Thanks very much for the update! I am glad to hear of the success of the project, and look forward to further developments.


----------



## agrosse

Dad and his girls


I apologize for the bad pics. These guys are still pretty small and hard to get to sit still to get pictures of them.








Koi and normal orange babies










Koi baby









Another koi baby









Another koi baby


----------



## hypostatic

agrosse said:


> https://images.tapatalk-cdn.com/15/08/05/3ac182c18ccd67728f8d6b66ad1663d4.jpg[/IMG[/quote]
> 
> HAH! Koi isos! That one in the middle looks pretty interesting. If you're into breeding the isos, I think shrimp breeding would be right up your alley.


----------



## Aquarimax

Fantastic! Thank you for posting the pictures...it is interesting to see how they are turning out. I will look forward to seeing how they look once they are fully colored up!


----------



## Tykie

I would love to buy some when they are available. Add me on the Wanted list


----------



## agrosse

Updated pictures.....



















And had two of these guys pop out. They have pale eyes and a completely white carapace.



















Not the most interesting, but if they stay this way, these guys should be complete recessives and should make isolating phenotypes a lot easier.....


----------



## orin

I have seen a lot of light colored and speckled oranges in the nearly twenty years since I isolated them, but never one so cool as that male.

One problem I see is you used old, mated adult females and you cannot in any way ensure any of your young were sired by that father. Young dalmatian commonly start out with no spots and the "koi" coloration is not unusual for young standard orange.

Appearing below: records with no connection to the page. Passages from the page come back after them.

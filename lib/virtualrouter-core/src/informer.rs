//! Informer adapter over the kube watcher
//!
//! Turns the raw watcher event stream into add/update/delete notifications
//! carrying old and new snapshots, while keeping the reflector store that
//! serves as the local read cache up to date.

use std::collections::HashSet;
use std::fmt::Debug;
use std::hash::Hash;
use std::sync::Arc;

use kube::Resource;
use kube_runtime::reflector::{self, store::Writer, ObjectRef, Store};
use kube_runtime::watcher;
use tracing::debug;

/// Object removed from the cache
#[derive(Debug, Clone)]
pub enum DeletedObject<K> {
    /// Observed delete, carrying the final state
    Known(Arc<K>),
    /// Missed delete, noticed when a relist no longer contained the object.
    /// Carries the last state the cache held.
    FinalStateUnknown { key: String, obj: Arc<K> },
}

impl<K> DeletedObject<K> {
    /// The deleted object, recovered from the tombstone if needed
    pub fn object(&self) -> &Arc<K> {
        match self {
            DeletedObject::Known(obj) => obj,
            DeletedObject::FinalStateUnknown { obj, .. } => obj,
        }
    }
}

/// Change notification for one object
#[derive(Debug, Clone)]
pub enum Notification<K> {
    Added(Arc<K>),
    Updated { old: Arc<K>, new: Arc<K> },
    Deleted(DeletedObject<K>),
}

/// Feeds watcher events into a reflector store and derives notifications
pub struct Informer<K>
where
    K: Resource + Clone + 'static,
    K::DynamicType: Eq + Hash + Clone,
{
    writer: Writer<K>,
    reader: Store<K>,
    relisted: Option<HashSet<ObjectRef<K>>>,
}

impl<K> Informer<K>
where
    K: Resource + Clone + Debug + 'static,
    K::DynamicType: Eq + Hash + Clone + Default,
{
    /// Create an informer and the store it keeps in sync
    pub fn new() -> (Self, Store<K>) {
        let (reader, writer) = reflector::store();
        let informer = Self {
            writer,
            reader: reader.clone(),
            relisted: None,
        };
        (informer, reader)
    }

    /// Apply one watcher event to the cache and return the resulting
    /// notifications
    pub fn apply(&mut self, event: watcher::Event<K>) -> Vec<Notification<K>> {
        let notifications = match &event {
            watcher::Event::Init => {
                self.relisted = Some(HashSet::new());
                Vec::new()
            }
            watcher::Event::InitApply(obj) => {
                let obj_ref = ObjectRef::from_obj(obj);
                if let Some(seen) = self.relisted.as_mut() {
                    seen.insert(obj_ref.clone());
                }
                vec![self.upsert(&obj_ref, obj)]
            }
            watcher::Event::InitDone => {
                let seen = self.relisted.take().unwrap_or_default();
                self.reader
                    .state()
                    .into_iter()
                    .filter(|obj| !seen.contains(&ObjectRef::from_obj(obj.as_ref())))
                    .map(|obj| {
                        let key = cache_key(obj.as_ref());
                        debug!(%key, "Object vanished across relist");
                        Notification::Deleted(DeletedObject::FinalStateUnknown { key, obj })
                    })
                    .collect()
            }
            watcher::Event::Apply(obj) => {
                let obj_ref = ObjectRef::from_obj(obj);
                vec![self.upsert(&obj_ref, obj)]
            }
            watcher::Event::Delete(obj) => {
                vec![Notification::Deleted(DeletedObject::Known(Arc::new(
                    obj.clone(),
                )))]
            }
        };
        self.writer.apply_watcher_event(&event);
        notifications
    }

    fn upsert(&self, obj_ref: &ObjectRef<K>, obj: &K) -> Notification<K> {
        let new = Arc::new(obj.clone());
        match self.reader.get(obj_ref) {
            Some(old) => Notification::Updated { old, new },
            None => Notification::Added(new),
        }
    }
}

fn cache_key<K: Resource>(obj: &K) -> String {
    let meta = obj.meta();
    let name = meta.name.as_deref().unwrap_or_default();
    match meta.namespace.as_deref() {
        Some(namespace) => format!("{}/{}", namespace, name),
        None => name.to_string(),
    }
}
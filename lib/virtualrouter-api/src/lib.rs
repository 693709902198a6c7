//! VirtualRouter API types and CRDs for Kubernetes integration
//!
//! This library defines the custom resource driven by the virtualrouter
//! controller, plus the well-known names stamped on the objects the
//! controller manages on its behalf:
//! - VirtualRouter: desired state of one virtual router instance
//! - names: fixed names, labels and annotations of managed objects

pub mod names;
pub mod v1;

pub use v1::{VirtualRouter, VirtualRouterSpec, VirtualRouterStatus};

You might be better off throwing the male into an orange culture and pulling out the color form as it appears when you have enough individuals to start a colony. Either way I wish you luck.


----------



## agrosse

Thanks for the info Orin!

I have been working in virgin females into the culture with the koi male. I used the mated females to jump start the project and each female is pulled when eggs show and that clutch becomes its own culture. I guess we will see how this works.

So here is the update......

As orin pointed out, the scaber I originally pointed out above thought to be koi, turned out to be mottled orange. I got a little too excited and jumped the gun.....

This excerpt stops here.